**Exercise:** Set down the material in full. Keep every line exactly as it is.

**Extracted information:**
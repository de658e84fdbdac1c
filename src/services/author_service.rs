//! Author service - business validation on top of the author repository.
//!
//! This service handles:
//! - Field validation (name, nationality, birth date)
//! - Positive-id guards before any storage access
//! - Outcome logging for lookups and deletions

use chrono::NaiveDate;

use crate::error::AppError;
use crate::models::author::{Author, CreateAuthorRequest, NewAuthor};
use crate::repositories::Repository;

/// Business operations for authors.
///
/// Generic over the repository so tests can substitute an in-memory
/// implementation; production code wires in [`PgAuthorRepository`]
/// (see `crate::repositories`).
#[derive(Debug, Clone)]
pub struct AuthorService<R> {
    repo: R,
}

impl<R> AuthorService<R>
where
    R: Repository<Entity = Author, New = NewAuthor>,
{
    pub fn new(repo: R) -> Self {
        Self { repo }
    }

    /// Create a new author.
    ///
    /// # Process
    ///
    /// 1. Validate the supplied fields, failing with the first violated rule
    /// 2. Persist via the repository (assigns the id)
    ///
    /// # Errors
    ///
    /// - `Validation`: A field is missing or breaks a business rule
    /// - `Database`: Database error occurred
    pub async fn create(&self, request: CreateAuthorRequest) -> Result<Author, AppError> {
        let new_author = validate_author(&request)?;

        let author = self.repo.add(new_author).await?;

        tracing::info!(id = author.id, name = %author.name, "author created");
        Ok(author)
    }

    /// Fetch one author by id.
    ///
    /// A missing author is logged and returned as `None`, not raised as an
    /// error.
    ///
    /// # Errors
    ///
    /// - `InvalidArgument`: `id` is not positive (checked before touching storage)
    /// - `Database`: Database error occurred
    pub async fn get_by_id(&self, id: i32) -> Result<Option<Author>, AppError> {
        if id <= 0 {
            return Err(AppError::InvalidArgument(
                "id must be a positive integer".to_string(),
            ));
        }

        let author = self.repo.get_by_id(id).await?;

        if author.is_none() {
            tracing::warn!(id, "author not found");
        }

        Ok(author)
    }

    /// Fetch all authors, ordered by name.
    pub async fn get_all(&self) -> Result<Vec<Author>, AppError> {
        let authors = self.repo.get_all().await?;

        tracing::info!(count = authors.len(), "fetched authors");
        Ok(authors)
    }

    /// Update an existing author.
    ///
    /// # Errors
    ///
    /// - `InvalidArgument`: `id` is not positive
    /// - `NotFound`: No author exists with this id
    /// - `Validation`: A field is missing or breaks a business rule
    /// - `Database`: Database error occurred
    pub async fn update(&self, id: i32, request: CreateAuthorRequest) -> Result<Author, AppError> {
        // Resolve first so a bogus id fails before any validation work
        self.get_by_id(id)
            .await?
            .ok_or_else(|| AppError::NotFound(format!("author with id {id} not found")))?;

        let new_author = validate_author(&request)?;

        let updated = self
            .repo
            .update(Author {
                id,
                name: new_author.name,
                nationality: new_author.nationality,
                birth_date: new_author.birth_date,
            })
            .await?;

        tracing::info!(id, name = %updated.name, "author updated");
        Ok(updated)
    }

    /// Delete an author by id; `true` when a row was removed.
    ///
    /// # Errors
    ///
    /// - `InvalidArgument`: `id` is not positive (checked before touching storage)
    /// - `Database`: Database error occurred
    pub async fn delete(&self, id: i32) -> Result<bool, AppError> {
        if id <= 0 {
            return Err(AppError::InvalidArgument(
                "id must be a positive integer".to_string(),
            ));
        }

        let deleted = self.repo.delete(id).await?;

        if deleted {
            tracing::info!(id, "author deleted");
        } else {
            tracing::warn!(id, "author not found for deletion");
        }

        Ok(deleted)
    }
}

/// Validate author fields, returning the first violated rule.
///
/// Rules:
/// - `nombre`, `nacionalidad` and `fecha_nacimiento` are all required
/// - Name: at least 2 characters after trim, letters and spaces only
/// - Nationality: at least 2 characters after trim
/// - Birth date: must parse as a `YYYY-MM-DD` calendar date
fn validate_author(request: &CreateAuthorRequest) -> Result<NewAuthor, AppError> {
    let name = required_field(request.name.as_deref(), "nombre")?.trim();
    let nationality = required_field(request.nationality.as_deref(), "nacionalidad")?.trim();
    let birth_date = required_field(request.birth_date.as_deref(), "fecha_nacimiento")?.trim();

    if name.chars().count() < 2 {
        return Err(AppError::Validation(
            "name must be at least 2 characters long".to_string(),
        ));
    }

    if !name.chars().all(|c| c.is_alphabetic() || c.is_whitespace()) {
        return Err(AppError::Validation(
            "name may only contain letters and spaces".to_string(),
        ));
    }

    if nationality.chars().count() < 2 {
        return Err(AppError::Validation(
            "nationality must be at least 2 characters long".to_string(),
        ));
    }

    let birth_date = NaiveDate::parse_from_str(birth_date, "%Y-%m-%d").map_err(|_| {
        AppError::Validation("birth date must be a valid date in YYYY-MM-DD format".to_string())
    })?;

    Ok(NewAuthor {
        name: name.to_string(),
        nationality: Some(nationality.to_string()),
        birth_date: Some(birth_date),
    })
}

/// Presence check shared by every required field.
fn required_field<'a>(value: Option<&'a str>, field: &str) -> Result<&'a str, AppError> {
    match value {
        Some(v) if !v.trim().is_empty() => Ok(v),
        _ => Err(AppError::Validation(format!(
            "the field '{field}' is required"
        ))),
    }
}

**Answer space:**
repository de658e84fdbdac1c
filename src/services/author_service.rs
//! Author service - business validation on top of the author repository.
//!
//! This service handles:
//! - Field validation (name, nationality, birth date)
//! - Positive-id guards before any storage access
//! - Outcome logging for lookups and deletions

use chrono::NaiveDate;

use crate::error::AppError;
use crate::models::author::{Author, CreateAuthorRequest, NewAuthor};
use crate::repositories::Repository;

/// Business operations for authors.
///
/// Generic over the repository so tests can substitute an in-memory
/// implementation; production code wires in [`PgAuthorRepository`]
/// (see `crate::repositories`).
#[derive(Debug, Clone)]
pub struct AuthorService<R> {
    repo: R,
}

impl<R> AuthorService<R>
where
    R: Repository<Entity = Author, New = NewAuthor>,
{
    pub fn new(repo: R) -> Self {
        Self { repo }
    }

    /// Create a new author.
    ///
    /// # Process
    ///
    /// 1. Validate the supplied fields, failing with the first violated rule
    /// 2. Persist via the repository (assigns the id)
    ///
    /// # Errors
    ///
    /// - `Validation`: A field is missing or breaks a business rule
    /// - `Database`: Database error occurred
    pub async fn create(&self, request: CreateAuthorRequest) -> Result<Author, AppError> {
        let new_author = validate_author(&request)?;

        let author = self.repo.add(new_author).await?;

        tracing::info!(id = author.id, name = %author.name, "author created");
        Ok(author)
    }

    /// Fetch one author by id.
    ///
    /// A missing author is logged and returned as `None`, not raised as an
    /// error.
    ///
    /// # Errors
    ///
    /// - `InvalidArgument`: `id` is not positive (checked before touching storage)
    /// - `Database`: Database error occurred
    pub async fn get_by_id(&self, id: i32) -> Result<Option<Author>, AppError> {
        if id <= 0 {
            return Err(AppError::InvalidArgument(
                "id must be a positive integer".to_string(),
            ));
        }

        let author = self.repo.get_by_id(id).await?;

        if author.is_none() {
            tracing::warn!(id, "author not found");
        }

        Ok(author)
    }

    /// Fetch all authors, ordered by name.
    pub async fn get_all(&self) -> Result<Vec<Author>, AppError> {
        let authors = self.repo.get_all().await?;

        tracing::info!(count = authors.len(), "fetched authors");
        Ok(authors)
    }

    /// Update an existing author.
    ///
    /// # Errors
    ///
    /// - `InvalidArgument`: `id` is not positive
    /// - `NotFound`: No author exists with this id
    /// - `Validation`: A field is missing or breaks a business rule
    /// - `Database`: Database error occurred
    pub async fn update(&self, id: i32, request: CreateAuthorRequest) -> Result<Author, AppError> {
        // Resolve first so a bogus id fails before any validation work
        self.get_by_id(id)
            .await?
            .ok_or_else(|| AppError::NotFound(format!("author with id {id} not found")))?;

        let new_author = validate_author(&request)?;

        let updated = self
            .repo
            .update(Author {
                id,
                name: new_author.name,
                nationality: new_author.nationality,
                birth_date: new_author.birth_date,
            })
            .await?;

        tracing::info!(id, name = %updated.name, "author updated");
        Ok(updated)
    }

    /// Delete an author by id; `true` when a row was removed.
    ///
    /// # Errors
    ///
    /// - `InvalidArgument`: `id` is not positive (checked before touching storage)
    /// - `Database`: Database error occurred
    pub async fn delete(&self, id: i32) -> Result<bool, AppError> {
        if id <= 0 {
            return Err(AppError::InvalidArgument(
                "id must be a positive integer".to_string(),
            ));
        }

        let deleted = self.repo.delete(id).await?;

        if deleted {
            tracing::info!(id, "author deleted");
        } else {
            tracing::warn!(id, "author not found for deletion");
        }

        Ok(deleted)
    }
}

/// Validate author fields, returning the first violated rule.
///
/// Rules:
/// - `nombre`, `nacionalidad` and `fecha_nacimiento` are all required
/// - Name: at least 2 characters after trim, letters and spaces only
/// - Nationality: at least 2 characters after trim
/// - Birth date: must parse as a `YYYY-MM-DD` calendar date
fn validate_author(request: &CreateAuthorRequest) -> Result<NewAuthor, AppError> {
    let name = required_field(request.name.as_deref(), "nombre")?.trim();
    let nationality = required_field(request.nationality.as_deref(), "nacionalidad")?.trim();
    let birth_date = required_field(request.birth_date.as_deref(), "fecha_nacimiento")?.trim();

    if name.chars().count() < 2 {
        return Err(AppError::Validation(
            "name must be at least 2 characters long".to_string(),
        ));
    }

    if !name.chars().all(|c| c.is_alphabetic() || c.is_whitespace()) {
        return Err(AppError::Validation(
            "name may only contain letters and spaces".to_string(),
        ));
    }

    if nationality.chars().count() < 2 {
        return Err(AppError::Validation(
            "nationality must be at least 2 characters long".to_string(),
        ));
    }

    let birth_date = NaiveDate::parse_from_str(birth_date, "%Y-%m-%d").map_err(|_| {
        AppError::Validation("birth date must be a valid date in YYYY-MM-DD format".to_string())
    })?;

    Ok(NewAuthor {
        name: name.to_string(),
        nationality: Some(nationality.to_string()),
        birth_date: Some(birth_date),
    })
}

/// Presence check shared by every required field.
fn required_field<'a>(value: Option<&'a str>, field: &str) -> Result<&'a str, AppError> {
    match value {
        Some(v) if !v.trim().is_empty() => Ok(v),
        _ => Err(AppError::Validation(format!(
            "the field '{field}' is required"
        ))),
    }
}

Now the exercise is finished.